Instructions for the task.
Reproduce the first line of the entries that follow and each later line, word for word, ending with the one containing "use crate::codec;".

Source records.
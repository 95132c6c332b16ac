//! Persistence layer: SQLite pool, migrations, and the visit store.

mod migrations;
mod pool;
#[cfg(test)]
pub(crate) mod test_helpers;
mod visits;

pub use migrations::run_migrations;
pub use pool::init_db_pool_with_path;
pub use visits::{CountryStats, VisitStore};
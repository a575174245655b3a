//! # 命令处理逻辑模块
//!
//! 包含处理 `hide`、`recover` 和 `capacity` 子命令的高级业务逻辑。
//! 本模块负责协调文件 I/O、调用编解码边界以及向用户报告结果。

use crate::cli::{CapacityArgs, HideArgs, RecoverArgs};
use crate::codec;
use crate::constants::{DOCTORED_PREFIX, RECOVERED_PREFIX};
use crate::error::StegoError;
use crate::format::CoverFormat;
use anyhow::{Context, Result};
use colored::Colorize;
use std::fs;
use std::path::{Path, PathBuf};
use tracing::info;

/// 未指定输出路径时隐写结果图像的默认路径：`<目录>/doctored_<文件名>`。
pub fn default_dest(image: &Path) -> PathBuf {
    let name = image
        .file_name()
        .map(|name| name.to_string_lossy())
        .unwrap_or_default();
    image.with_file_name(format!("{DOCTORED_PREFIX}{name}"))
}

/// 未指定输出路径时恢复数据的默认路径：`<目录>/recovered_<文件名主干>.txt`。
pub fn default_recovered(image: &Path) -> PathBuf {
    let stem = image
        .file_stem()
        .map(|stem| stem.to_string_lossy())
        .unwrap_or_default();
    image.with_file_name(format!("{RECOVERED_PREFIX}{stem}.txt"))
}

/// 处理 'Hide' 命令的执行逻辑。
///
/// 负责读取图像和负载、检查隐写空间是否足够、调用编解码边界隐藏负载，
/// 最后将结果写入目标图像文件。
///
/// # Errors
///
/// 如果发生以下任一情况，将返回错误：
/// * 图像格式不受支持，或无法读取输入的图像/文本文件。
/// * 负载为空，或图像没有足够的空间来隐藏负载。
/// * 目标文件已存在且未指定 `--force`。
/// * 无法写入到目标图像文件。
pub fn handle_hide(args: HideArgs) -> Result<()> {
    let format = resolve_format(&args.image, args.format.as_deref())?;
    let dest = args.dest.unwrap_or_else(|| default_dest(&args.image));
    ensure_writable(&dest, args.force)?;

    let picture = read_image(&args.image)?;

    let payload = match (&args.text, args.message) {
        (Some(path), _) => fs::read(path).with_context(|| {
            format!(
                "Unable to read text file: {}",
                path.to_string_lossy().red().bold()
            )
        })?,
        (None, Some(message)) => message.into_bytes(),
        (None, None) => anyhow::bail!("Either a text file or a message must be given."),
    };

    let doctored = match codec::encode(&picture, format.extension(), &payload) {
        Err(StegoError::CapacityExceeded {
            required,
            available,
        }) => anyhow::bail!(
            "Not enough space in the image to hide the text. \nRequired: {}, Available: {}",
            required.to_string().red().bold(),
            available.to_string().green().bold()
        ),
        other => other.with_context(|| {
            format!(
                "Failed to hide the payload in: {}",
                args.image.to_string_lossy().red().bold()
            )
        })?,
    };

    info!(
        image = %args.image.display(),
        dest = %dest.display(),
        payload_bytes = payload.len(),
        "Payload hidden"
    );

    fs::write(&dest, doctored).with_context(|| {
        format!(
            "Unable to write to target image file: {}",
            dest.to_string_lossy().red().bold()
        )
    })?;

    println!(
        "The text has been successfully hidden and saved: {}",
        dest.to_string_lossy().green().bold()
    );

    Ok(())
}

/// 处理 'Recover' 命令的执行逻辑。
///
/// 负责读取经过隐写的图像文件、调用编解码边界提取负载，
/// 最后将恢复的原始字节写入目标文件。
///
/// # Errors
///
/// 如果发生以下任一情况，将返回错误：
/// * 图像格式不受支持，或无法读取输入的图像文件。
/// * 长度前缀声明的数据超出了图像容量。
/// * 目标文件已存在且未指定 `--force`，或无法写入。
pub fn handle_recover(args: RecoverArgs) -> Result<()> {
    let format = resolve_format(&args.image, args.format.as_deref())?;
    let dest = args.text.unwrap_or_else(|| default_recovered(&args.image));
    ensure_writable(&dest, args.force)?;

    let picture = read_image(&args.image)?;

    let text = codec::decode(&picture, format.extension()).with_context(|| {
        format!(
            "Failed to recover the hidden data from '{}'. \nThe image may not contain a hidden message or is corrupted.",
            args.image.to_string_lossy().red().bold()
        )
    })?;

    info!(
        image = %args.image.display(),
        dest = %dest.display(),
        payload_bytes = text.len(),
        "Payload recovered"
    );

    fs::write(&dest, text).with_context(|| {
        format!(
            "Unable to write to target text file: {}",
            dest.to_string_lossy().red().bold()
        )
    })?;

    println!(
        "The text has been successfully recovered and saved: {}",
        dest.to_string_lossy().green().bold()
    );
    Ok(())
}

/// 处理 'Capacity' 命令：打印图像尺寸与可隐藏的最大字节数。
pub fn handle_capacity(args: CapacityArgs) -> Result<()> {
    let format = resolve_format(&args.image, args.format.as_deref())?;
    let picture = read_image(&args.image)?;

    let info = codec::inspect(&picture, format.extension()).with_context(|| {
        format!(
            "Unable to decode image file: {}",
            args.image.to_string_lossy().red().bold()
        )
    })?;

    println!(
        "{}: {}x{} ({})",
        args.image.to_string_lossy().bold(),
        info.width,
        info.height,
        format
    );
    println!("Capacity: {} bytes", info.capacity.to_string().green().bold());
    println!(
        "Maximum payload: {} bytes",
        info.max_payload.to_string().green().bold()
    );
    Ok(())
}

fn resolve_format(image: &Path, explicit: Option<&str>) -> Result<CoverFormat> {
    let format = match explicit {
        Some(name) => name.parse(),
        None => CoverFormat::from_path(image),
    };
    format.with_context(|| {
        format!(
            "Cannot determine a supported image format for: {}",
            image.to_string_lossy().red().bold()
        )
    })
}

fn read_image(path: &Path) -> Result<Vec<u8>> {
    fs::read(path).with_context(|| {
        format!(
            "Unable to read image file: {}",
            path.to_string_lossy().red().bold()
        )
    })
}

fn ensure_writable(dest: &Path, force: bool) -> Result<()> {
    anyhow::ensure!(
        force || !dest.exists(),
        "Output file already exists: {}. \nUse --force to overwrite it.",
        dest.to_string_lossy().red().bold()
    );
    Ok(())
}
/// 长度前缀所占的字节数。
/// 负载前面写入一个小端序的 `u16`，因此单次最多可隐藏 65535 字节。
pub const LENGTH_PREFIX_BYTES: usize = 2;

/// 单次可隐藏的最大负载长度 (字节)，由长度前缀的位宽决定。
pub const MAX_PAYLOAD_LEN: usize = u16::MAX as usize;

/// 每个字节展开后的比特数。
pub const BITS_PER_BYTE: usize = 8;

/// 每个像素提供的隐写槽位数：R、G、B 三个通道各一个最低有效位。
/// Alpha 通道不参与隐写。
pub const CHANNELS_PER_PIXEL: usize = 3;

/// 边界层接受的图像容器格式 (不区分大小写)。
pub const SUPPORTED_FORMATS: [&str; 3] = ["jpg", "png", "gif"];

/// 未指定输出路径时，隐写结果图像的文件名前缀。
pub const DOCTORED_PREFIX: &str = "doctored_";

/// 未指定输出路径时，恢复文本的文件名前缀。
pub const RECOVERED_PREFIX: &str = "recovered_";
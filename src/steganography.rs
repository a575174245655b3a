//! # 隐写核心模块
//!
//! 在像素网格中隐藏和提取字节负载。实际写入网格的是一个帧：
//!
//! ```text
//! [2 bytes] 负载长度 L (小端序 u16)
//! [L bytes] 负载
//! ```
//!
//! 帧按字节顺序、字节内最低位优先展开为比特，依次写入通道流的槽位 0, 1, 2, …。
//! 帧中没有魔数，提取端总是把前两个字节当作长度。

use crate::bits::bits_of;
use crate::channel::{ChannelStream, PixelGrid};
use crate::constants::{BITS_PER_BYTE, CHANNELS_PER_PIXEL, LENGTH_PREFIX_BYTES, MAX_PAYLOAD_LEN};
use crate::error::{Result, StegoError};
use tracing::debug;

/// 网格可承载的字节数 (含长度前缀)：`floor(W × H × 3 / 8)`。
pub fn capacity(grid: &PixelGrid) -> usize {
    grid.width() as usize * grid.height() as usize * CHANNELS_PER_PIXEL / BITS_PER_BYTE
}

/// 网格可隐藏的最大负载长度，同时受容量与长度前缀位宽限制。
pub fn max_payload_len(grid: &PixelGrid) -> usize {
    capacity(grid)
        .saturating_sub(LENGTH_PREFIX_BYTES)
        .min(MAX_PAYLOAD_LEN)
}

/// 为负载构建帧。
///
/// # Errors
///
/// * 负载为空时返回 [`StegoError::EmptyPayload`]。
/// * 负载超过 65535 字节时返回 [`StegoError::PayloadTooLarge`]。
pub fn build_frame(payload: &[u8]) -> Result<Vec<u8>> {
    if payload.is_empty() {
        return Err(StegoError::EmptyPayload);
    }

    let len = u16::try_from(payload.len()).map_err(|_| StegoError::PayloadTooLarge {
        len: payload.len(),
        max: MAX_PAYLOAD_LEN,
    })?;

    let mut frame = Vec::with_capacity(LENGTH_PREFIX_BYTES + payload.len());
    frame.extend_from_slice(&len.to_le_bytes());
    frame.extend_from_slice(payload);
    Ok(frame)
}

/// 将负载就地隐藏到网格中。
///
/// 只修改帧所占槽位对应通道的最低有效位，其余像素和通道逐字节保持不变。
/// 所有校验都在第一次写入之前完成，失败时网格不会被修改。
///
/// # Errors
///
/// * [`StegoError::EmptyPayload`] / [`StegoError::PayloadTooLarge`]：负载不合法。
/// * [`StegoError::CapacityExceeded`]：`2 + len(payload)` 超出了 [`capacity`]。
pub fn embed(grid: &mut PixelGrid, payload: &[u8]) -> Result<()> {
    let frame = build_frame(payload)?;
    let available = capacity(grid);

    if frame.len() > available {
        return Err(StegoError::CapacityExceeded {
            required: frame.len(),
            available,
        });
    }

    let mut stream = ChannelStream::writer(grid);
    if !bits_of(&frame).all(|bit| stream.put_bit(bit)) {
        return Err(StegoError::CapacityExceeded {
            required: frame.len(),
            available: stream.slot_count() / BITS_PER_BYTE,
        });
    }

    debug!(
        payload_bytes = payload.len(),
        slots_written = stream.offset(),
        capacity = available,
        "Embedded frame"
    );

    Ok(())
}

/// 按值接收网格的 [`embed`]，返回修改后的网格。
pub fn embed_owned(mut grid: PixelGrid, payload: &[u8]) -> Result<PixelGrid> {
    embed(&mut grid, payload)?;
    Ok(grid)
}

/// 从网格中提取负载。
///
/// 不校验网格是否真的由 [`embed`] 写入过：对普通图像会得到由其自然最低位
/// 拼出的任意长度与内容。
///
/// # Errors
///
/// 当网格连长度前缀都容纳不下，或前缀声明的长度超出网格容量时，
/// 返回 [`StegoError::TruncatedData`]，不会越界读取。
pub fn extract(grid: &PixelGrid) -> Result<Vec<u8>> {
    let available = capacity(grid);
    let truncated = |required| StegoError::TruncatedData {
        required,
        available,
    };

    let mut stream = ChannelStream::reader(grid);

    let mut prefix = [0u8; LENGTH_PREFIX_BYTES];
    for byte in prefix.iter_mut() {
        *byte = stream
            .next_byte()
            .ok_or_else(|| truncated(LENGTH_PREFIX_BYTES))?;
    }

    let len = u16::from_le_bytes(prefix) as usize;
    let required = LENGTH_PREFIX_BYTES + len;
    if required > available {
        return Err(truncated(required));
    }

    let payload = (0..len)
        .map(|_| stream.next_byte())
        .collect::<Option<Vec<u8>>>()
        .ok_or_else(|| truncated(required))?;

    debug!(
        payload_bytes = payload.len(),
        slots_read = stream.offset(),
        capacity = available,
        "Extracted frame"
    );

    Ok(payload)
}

Task output.
repository 95132c6c332b16ac
//! Persistence layer: SQLite pool, migrations, and the visit store.

mod migrations;
mod pool;
#[cfg(test)]
pub(crate) mod test_helpers;
mod visits;

pub use migrations::run_migrations;
pub use pool::init_db_pool_with_path;
pub use visits::{CountryStats, VisitStore};
repository a575174245655b3a
//! # 命令处理逻辑模块
//!
//! 包含处理 `hide`、`recover` 和 `capacity` 子命令的高级业务逻辑。
//! 本模块负责协调文件 I/O、调用编解码边界以及向用户报告结果。

use crate::cli::{CapacityArgs, HideArgs, RecoverArgs};
use crate::codec;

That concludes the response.